Collected data:
★ ★ ★ ★ ★
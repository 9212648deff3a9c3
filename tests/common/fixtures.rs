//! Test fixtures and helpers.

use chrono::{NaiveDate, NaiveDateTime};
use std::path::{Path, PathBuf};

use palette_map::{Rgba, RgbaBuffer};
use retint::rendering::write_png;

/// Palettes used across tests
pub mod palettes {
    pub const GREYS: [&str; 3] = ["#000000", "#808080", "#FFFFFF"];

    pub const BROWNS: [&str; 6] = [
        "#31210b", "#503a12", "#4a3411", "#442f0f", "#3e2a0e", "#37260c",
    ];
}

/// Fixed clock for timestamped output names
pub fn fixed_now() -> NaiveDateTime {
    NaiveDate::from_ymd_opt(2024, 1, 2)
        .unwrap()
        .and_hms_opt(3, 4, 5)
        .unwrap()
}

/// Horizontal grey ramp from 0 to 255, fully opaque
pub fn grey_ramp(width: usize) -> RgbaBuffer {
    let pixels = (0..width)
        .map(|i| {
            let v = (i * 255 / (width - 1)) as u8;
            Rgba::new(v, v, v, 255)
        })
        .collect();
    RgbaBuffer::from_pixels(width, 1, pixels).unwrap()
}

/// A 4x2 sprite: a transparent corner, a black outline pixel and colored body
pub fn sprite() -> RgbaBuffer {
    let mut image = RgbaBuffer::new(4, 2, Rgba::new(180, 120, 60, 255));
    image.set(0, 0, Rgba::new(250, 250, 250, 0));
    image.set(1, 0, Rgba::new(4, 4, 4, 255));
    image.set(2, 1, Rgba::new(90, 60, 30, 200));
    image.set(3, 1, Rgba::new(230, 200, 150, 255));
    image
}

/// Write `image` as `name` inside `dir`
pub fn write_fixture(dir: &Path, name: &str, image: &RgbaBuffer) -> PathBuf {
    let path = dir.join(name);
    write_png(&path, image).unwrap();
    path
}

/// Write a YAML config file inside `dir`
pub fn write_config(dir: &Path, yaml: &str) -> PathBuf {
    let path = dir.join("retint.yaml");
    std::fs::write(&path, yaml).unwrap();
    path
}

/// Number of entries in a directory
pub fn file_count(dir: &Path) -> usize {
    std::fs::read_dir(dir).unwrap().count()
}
★ ★ ★ ★ ★
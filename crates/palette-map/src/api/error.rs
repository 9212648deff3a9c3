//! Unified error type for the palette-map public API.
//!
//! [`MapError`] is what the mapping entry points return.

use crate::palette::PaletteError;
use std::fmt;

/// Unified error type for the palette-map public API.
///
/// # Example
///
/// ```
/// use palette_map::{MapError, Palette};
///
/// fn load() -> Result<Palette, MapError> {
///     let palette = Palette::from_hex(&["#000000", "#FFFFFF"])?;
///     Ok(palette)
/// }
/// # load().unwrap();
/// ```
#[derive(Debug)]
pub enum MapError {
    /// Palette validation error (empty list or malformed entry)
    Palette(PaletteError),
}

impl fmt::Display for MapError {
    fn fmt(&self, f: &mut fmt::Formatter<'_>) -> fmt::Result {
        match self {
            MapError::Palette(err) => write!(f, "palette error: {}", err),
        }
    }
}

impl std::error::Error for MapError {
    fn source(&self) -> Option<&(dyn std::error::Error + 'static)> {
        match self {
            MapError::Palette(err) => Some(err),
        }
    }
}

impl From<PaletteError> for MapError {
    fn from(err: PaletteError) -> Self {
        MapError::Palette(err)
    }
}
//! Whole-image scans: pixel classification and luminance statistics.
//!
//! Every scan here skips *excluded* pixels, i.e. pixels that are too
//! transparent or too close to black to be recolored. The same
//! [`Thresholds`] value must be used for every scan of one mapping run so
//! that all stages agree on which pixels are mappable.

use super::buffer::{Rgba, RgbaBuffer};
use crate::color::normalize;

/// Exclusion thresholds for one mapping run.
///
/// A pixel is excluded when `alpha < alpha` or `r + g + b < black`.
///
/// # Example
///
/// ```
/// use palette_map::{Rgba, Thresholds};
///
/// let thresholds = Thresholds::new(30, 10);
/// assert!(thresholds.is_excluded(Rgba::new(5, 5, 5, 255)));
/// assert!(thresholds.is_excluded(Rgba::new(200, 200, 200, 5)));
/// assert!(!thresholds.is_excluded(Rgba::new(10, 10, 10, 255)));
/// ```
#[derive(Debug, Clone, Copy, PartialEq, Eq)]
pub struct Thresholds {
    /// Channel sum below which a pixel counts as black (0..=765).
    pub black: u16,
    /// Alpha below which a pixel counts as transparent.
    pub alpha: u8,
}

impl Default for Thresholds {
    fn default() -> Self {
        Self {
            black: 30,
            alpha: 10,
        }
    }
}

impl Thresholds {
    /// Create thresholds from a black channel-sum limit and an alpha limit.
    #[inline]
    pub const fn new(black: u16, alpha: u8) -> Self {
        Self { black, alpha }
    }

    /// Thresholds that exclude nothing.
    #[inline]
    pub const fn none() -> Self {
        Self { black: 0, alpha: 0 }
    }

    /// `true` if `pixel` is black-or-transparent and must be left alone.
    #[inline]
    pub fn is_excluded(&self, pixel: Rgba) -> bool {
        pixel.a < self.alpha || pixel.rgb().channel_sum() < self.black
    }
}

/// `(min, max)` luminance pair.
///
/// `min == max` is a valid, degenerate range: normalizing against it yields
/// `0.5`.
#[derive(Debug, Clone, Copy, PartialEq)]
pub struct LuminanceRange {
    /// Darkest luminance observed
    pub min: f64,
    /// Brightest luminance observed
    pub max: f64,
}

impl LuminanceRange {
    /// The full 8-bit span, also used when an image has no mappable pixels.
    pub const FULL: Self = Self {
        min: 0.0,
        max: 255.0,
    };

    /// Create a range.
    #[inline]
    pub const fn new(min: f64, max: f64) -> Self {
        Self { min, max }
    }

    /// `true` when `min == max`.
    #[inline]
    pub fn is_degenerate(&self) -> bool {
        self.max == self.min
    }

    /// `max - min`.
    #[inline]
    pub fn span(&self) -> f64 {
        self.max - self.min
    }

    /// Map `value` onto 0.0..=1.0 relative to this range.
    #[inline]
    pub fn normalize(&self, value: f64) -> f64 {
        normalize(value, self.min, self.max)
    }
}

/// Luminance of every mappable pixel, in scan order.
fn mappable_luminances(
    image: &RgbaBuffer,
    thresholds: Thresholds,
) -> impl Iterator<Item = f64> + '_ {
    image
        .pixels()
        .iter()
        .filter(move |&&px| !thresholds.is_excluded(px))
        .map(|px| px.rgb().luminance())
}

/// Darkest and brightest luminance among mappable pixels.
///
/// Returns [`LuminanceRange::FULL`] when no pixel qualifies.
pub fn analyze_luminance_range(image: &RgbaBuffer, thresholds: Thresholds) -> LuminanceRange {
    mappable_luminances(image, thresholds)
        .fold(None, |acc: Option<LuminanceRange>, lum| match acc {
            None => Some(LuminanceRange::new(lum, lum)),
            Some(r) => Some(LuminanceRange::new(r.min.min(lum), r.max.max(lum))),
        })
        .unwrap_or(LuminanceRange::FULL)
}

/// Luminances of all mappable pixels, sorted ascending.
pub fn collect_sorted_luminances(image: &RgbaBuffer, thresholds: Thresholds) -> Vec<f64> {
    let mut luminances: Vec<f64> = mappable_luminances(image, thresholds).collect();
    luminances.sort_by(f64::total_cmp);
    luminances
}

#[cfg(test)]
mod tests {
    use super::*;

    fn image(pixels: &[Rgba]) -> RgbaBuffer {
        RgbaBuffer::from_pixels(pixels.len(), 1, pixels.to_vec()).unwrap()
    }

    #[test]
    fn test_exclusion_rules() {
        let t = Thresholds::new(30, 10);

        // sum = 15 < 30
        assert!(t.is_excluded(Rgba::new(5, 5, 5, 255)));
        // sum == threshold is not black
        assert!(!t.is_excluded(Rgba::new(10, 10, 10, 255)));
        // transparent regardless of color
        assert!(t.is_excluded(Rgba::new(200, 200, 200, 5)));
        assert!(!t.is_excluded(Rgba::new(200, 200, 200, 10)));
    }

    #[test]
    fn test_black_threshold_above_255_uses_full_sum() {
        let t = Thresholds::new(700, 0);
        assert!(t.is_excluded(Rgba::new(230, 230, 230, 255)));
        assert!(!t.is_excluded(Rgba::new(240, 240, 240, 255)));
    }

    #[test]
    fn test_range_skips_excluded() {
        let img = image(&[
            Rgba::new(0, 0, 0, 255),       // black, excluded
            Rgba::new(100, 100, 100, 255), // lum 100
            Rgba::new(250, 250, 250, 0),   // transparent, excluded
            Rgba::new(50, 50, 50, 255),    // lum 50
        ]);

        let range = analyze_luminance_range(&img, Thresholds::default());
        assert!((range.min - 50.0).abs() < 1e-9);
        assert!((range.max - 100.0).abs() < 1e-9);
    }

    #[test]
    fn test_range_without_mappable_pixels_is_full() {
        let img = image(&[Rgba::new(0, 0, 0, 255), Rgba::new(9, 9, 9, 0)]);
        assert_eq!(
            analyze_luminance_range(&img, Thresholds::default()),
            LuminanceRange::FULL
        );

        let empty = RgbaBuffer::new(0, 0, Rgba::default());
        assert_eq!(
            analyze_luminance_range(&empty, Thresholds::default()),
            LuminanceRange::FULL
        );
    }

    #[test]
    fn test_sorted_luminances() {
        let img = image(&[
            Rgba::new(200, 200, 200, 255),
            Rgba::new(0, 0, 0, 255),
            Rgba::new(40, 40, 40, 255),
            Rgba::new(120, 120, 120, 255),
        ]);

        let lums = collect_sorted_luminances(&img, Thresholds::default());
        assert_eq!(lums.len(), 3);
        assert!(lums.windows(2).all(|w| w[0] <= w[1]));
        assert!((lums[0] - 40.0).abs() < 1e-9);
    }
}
★ ★ ★ ★ ★
### About this task
Provide only the number of lines in the records containing the string "Clone".

### Response to the exercise
2